START Extracted data
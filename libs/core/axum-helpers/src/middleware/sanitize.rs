//! Strips query-operator keys from incoming requests before any handler sees
//! them.
//!
//! A key is an operator key when, after percent-decoding, it starts with `$`
//! or contains `.` (or uses the `field[$op]` bracket form). Such keys are
//! dropped from the query string and, recursively, from JSON object bodies.
//! Bodies that are not valid JSON pass through unchanged so the JSON extractor
//! can report them.

use crate::errors::AppError;
use axum::{
    body::{Body, to_bytes},
    extract::Request,
    http::{
        HeaderValue, Uri,
        header::{CONTENT_LENGTH, CONTENT_TYPE},
        uri::PathAndQuery,
    },
    middleware::Next,
    response::Response,
};
use serde_json::Value;

/// Largest body the sanitizer will buffer.
pub const MAX_BODY_BYTES: usize = 2 * 1024 * 1024;

pub fn is_operator_key(key: &str) -> bool {
    key.starts_with('$') || key.contains('.') || key.contains("[$")
}

/// Remove operator pairs from a raw query string.
pub fn sanitize_query(query: &str) -> String {
    query
        .split('&')
        .filter(|pair| !pair.is_empty())
        .filter(|pair| {
            let raw_key = pair.split_once('=').map_or(*pair, |(k, _)| k);
            let key = urlencoding::decode(raw_key)
                .map(|k| k.into_owned())
                .unwrap_or_else(|_| raw_key.to_owned());
            if is_operator_key(&key) {
                tracing::warn!(key = %key, "Dropped operator key from query string");
                false
            } else {
                true
            }
        })
        .collect::<Vec<_>>()
        .join("&")
}

/// Remove operator keys from every object inside `value`.
/// Returns `true` if anything was removed.
pub fn strip_operator_keys(value: &mut Value) -> bool {
    match value {
        Value::Object(map) => {
            let before = map.len();
            map.retain(|key, _| {
                let keep = !is_operator_key(key);
                if !keep {
                    tracing::warn!(key = %key, "Dropped operator key from request body");
                }
                keep
            });
            let mut changed = map.len() != before;
            for nested in map.values_mut() {
                changed |= strip_operator_keys(nested);
            }
            changed
        }
        Value::Array(items) => items
            .iter_mut()
            .fold(false, |changed, item| strip_operator_keys(item) | changed),
        _ => false,
    }
}

fn rewrite_query(uri: &Uri) -> Result<Option<Uri>, AppError> {
    let Some(query) = uri.query() else {
        return Ok(None);
    };

    let cleaned = sanitize_query(query);
    if cleaned == query {
        return Ok(None);
    }

    let path_and_query = if cleaned.is_empty() {
        uri.path().to_owned()
    } else {
        format!("{}?{}", uri.path(), cleaned)
    };

    let mut parts = uri.clone().into_parts();
    parts.path_and_query = Some(
        PathAndQuery::try_from(path_and_query)
            .map_err(|e| AppError::BadRequest(format!("Invalid request URI: {e}")))?,
    );
    Uri::from_parts(parts)
        .map(Some)
        .map_err(|e| AppError::BadRequest(format!("Invalid request URI: {e}")))
}

fn is_json(request: &Request) -> bool {
    request
        .headers()
        .get(CONTENT_TYPE)
        .and_then(|v| v.to_str().ok())
        .is_some_and(|ct| ct.starts_with("application/json") || ct.contains("+json"))
}

/// Middleware entry point.
pub async fn sanitize_input(mut request: Request, next: Next) -> Result<Response, AppError> {
    if let Some(uri) = rewrite_query(request.uri())? {
        *request.uri_mut() = uri;
    }

    if !is_json(&request) {
        return Ok(next.run(request).await);
    }

    let (mut parts, body) = request.into_parts();
    let bytes = to_bytes(body, MAX_BODY_BYTES)
        .await
        .map_err(|e| AppError::BadRequest(format!("Failed to read request body: {e}")))?;

    let body = match serde_json::from_slice::<Value>(&bytes) {
        Ok(mut value) => {
            if strip_operator_keys(&mut value) {
                let cleaned = serde_json::to_vec(&value)
                    .map_err(|e| AppError::InternalServerError(e.to_string()))?;
                parts
                    .headers
                    .insert(CONTENT_LENGTH, HeaderValue::from(cleaned.len()));
                Body::from(cleaned)
            } else {
                Body::from(bytes)
            }
        }
        Err(_) => Body::from(bytes),
    };

    Ok(next.run(Request::from_parts(parts, body)).await)
}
END Extracted data
• [Exercise instructions]:
Reply with one number, the count of lines in the preceding listing that hold the string "tracing".

• [Exercise solution]:
2